Where does the word "Float" show up in the records? Copy every line that has it.

[Stored data entries]
Start of Block

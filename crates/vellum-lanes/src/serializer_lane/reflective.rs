// Copyright 2025 eraflo
//
// Licensed under the Apache License, Version 2.0 (the "License");
// you may not use this file except in compliance with the License.
// You may obtain a copy of the License at
//
//     http://www.apache.org/licenses/LICENSE-2.0
//
// Unless required by applicable law or agreed to in writing, software
// distributed under the License is distributed on an "AS IS" BASIS,
// WITHOUT WARRANTIES OR CONDITIONS OF ANY KIND, either express or implied.
// See the License for the specific language governing permissions and
// limitations under the License.

use std::sync::Arc;

use anyhow::{anyhow, Context};
use serde::{Deserialize, Serialize};
use vellum_core::{scene::EntityHandle, Component};
use vellum_data::{Asset, AssetStore, StoredAsset, StoredValue, Value};

use super::{DecodeContext, EncodeContext, SerializerPlugin};
use crate::fixup_lane::{DeferredRef, FixupTarget, ResolverKind};

/// One stored field of a reflectively serialized component.
#[derive(Debug, Clone, PartialEq, Serialize, Deserialize)]
pub struct StoredField {
    /// The field name.
    pub name: String,
    /// The stored value.
    pub value: StoredValue,
}

/// The default plugin: stores every field declared in the component's
/// [`TypeInfo`](vellum_data::TypeInfo).
///
/// Fields missing from the descriptor at load time are skipped, so adding or
/// removing fields does not invalidate older snapshots.
pub struct ReflectiveSerializer;

impl SerializerPlugin for ReflectiveSerializer {
    fn name(&self) -> &'static str {
        "ReflectiveSerializer"
    }

    fn serialize(&self, component: &dyn Component, cx: &EncodeContext<'_>) -> anyhow::Result<Vec<u8>> {
        let info = cx
            .types
            .get(component.type_name())
            .ok_or_else(|| anyhow!("no type descriptor for '{}'", component.type_name()))?;

        let mut fields = Vec::with_capacity(info.fields().len());
        for field in info.fields() {
            let value = field
                .get(component)
                .ok_or_else(|| anyhow!("field '{}' could not be read", field.name()))?;
            fields.push(StoredField {
                name: field.name().to_string(),
                value: stored_value(&value, cx),
            });
        }

        bincode::serde::encode_to_vec(&fields, bincode::config::standard())
            .with_context(|| format!("encoding fields of '{}'", info.name()))
    }

    fn deserialize(
        &self,
        data: &[u8],
        component: &mut dyn Component,
        cx: &mut DecodeContext<'_>,
    ) -> anyhow::Result<()> {
        let info = cx
            .types
            .get(component.type_name())
            .ok_or_else(|| anyhow!("no type descriptor for '{}'", component.type_name()))?;
        let (fields, _len): (Vec<StoredField>, usize) =
            bincode::serde::decode_from_slice(data, bincode::config::standard())
                .with_context(|| format!("decoding fields of '{}'", info.name()))?;

        for StoredField { name, value } in fields {
            let Some(field) = info.field_named(&name) else {
                log::debug!("Skipping stored field '{}' unknown to '{}'", name, info.name());
                continue;
            };
            if value.refers_to_entities() {
                let kind = match value {
                    StoredValue::Entity(_) => ResolverKind::Entity,
                    _ => ResolverKind::Graph,
                };
                cx.fixups.push_ref(DeferredRef {
                    kind,
                    args: value,
                    target: FixupTarget::Field {
                        component: cx.component,
                        field: name,
                    },
                });
                continue;
            }
            let live = live_value(&value, cx.assets, &mut |_| None);
            if !field.set(component, live) {
                log::warn!("Field '{}' of '{}' rejected its stored value", name, info.name());
            }
        }
        Ok(())
    }
}

/// Converts a live value into its stored form.
///
/// Assets are inlined unless their plugin refuses, in which case a registered
/// asset is stored by reference. Entities without an identity and assets that
/// can be neither inlined nor referenced are stored as null references.
pub fn stored_value(value: &Value, cx: &EncodeContext<'_>) -> StoredValue {
    match value {
        Value::Null => StoredValue::Null,
        Value::Bool(b) => StoredValue::Bool(*b),
        Value::Int(i) => StoredValue::Int(*i),
        Value::Float(f) => StoredValue::Float(*f),
        Value::Text(s) => StoredValue::Text(s.clone()),
        Value::Vec3(v) => StoredValue::Vec3(*v),
        Value::Quat(q) => StoredValue::Quat(*q),
        Value::Bytes(b) => StoredValue::Bytes(b.clone()),
        Value::List(items) => StoredValue::List(items.iter().map(|item| stored_value(item, cx)).collect()),
        Value::Entity(None) => StoredValue::Entity(None),
        Value::Entity(Some(entity)) => {
            let id = cx.identity.id_of(*entity).map(str::to_string);
            if id.is_none() {
                log::debug!(
                    "Entity referenced from '{}' has no identity; storing a null reference",
                    cx.entity_id
                );
            }
            StoredValue::Entity(id)
        }
        Value::Asset(None) => StoredValue::Asset(StoredAsset::Missing),
        Value::Asset(Some(asset)) => {
            if cx.serializers.allows_inline(asset) {
                StoredValue::Asset(StoredAsset::Inline {
                    type_name: asset.type_name.clone(),
                    name: asset.name.clone(),
                    payload: asset.payload.clone(),
                })
            } else if let Some(reference) = cx.assets.reference_of(asset) {
                StoredValue::Asset(StoredAsset::Reference(reference))
            } else {
                log::warn!(
                    "Asset '{}' of type '{}' can be neither inlined nor referenced",
                    asset.name,
                    asset.type_name
                );
                StoredValue::Asset(StoredAsset::Missing)
            }
        }
    }
}

/// Converts a stored value back into its live form.
///
/// `entity` maps a persistent id to a live entity; ids it cannot map become
/// null references.
pub fn live_value(
    value: &StoredValue,
    assets: &AssetStore,
    entity: &mut dyn FnMut(&str) -> Option<EntityHandle>,
) -> Value {
    match value {
        StoredValue::Null => Value::Null,
        StoredValue::Bool(b) => Value::Bool(*b),
        StoredValue::Int(i) => Value::Int(*i),
        StoredValue::Float(f) => Value::Float(*f),
        StoredValue::Text(s) => Value::Text(s.clone()),
        StoredValue::Vec3(v) => Value::Vec3(*v),
        StoredValue::Quat(q) => Value::Quat(*q),
        StoredValue::Bytes(b) => Value::Bytes(b.clone()),
        StoredValue::List(items) => Value::List(items.iter().map(|item| live_value(item, assets, entity)).collect()),
        StoredValue::Entity(None) => Value::Entity(None),
        StoredValue::Entity(Some(id)) => {
            let found = entity(id);
            if found.is_none() {
                log::warn!("Referenced entity '{}' does not exist; leaving the reference null", id);
            }
            Value::Entity(found)
        }
        StoredValue::Asset(StoredAsset::Missing) => Value::Asset(None),
        StoredValue::Asset(StoredAsset::Inline {
            type_name,
            name,
            payload,
        }) => Value::Asset(Some(Arc::new(Asset::new(type_name.clone(), name.clone(), payload.clone())))),
        StoredValue::Asset(StoredAsset::Reference(reference)) => {
            let found = assets.get(reference);
            if found.is_none() {
                log::warn!(
                    "Asset '{}' #{} of type '{}' is not registered",
                    reference.name,
                    reference.index,
                    reference.type_name
                );
            }
            Value::Asset(found)
        }
    }
}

End of Block

» SOLVED PROBLEM:
        Value::Float(f) => StoredValue::Float(*f),
        StoredValue::Float(f) => Value::Float(*f),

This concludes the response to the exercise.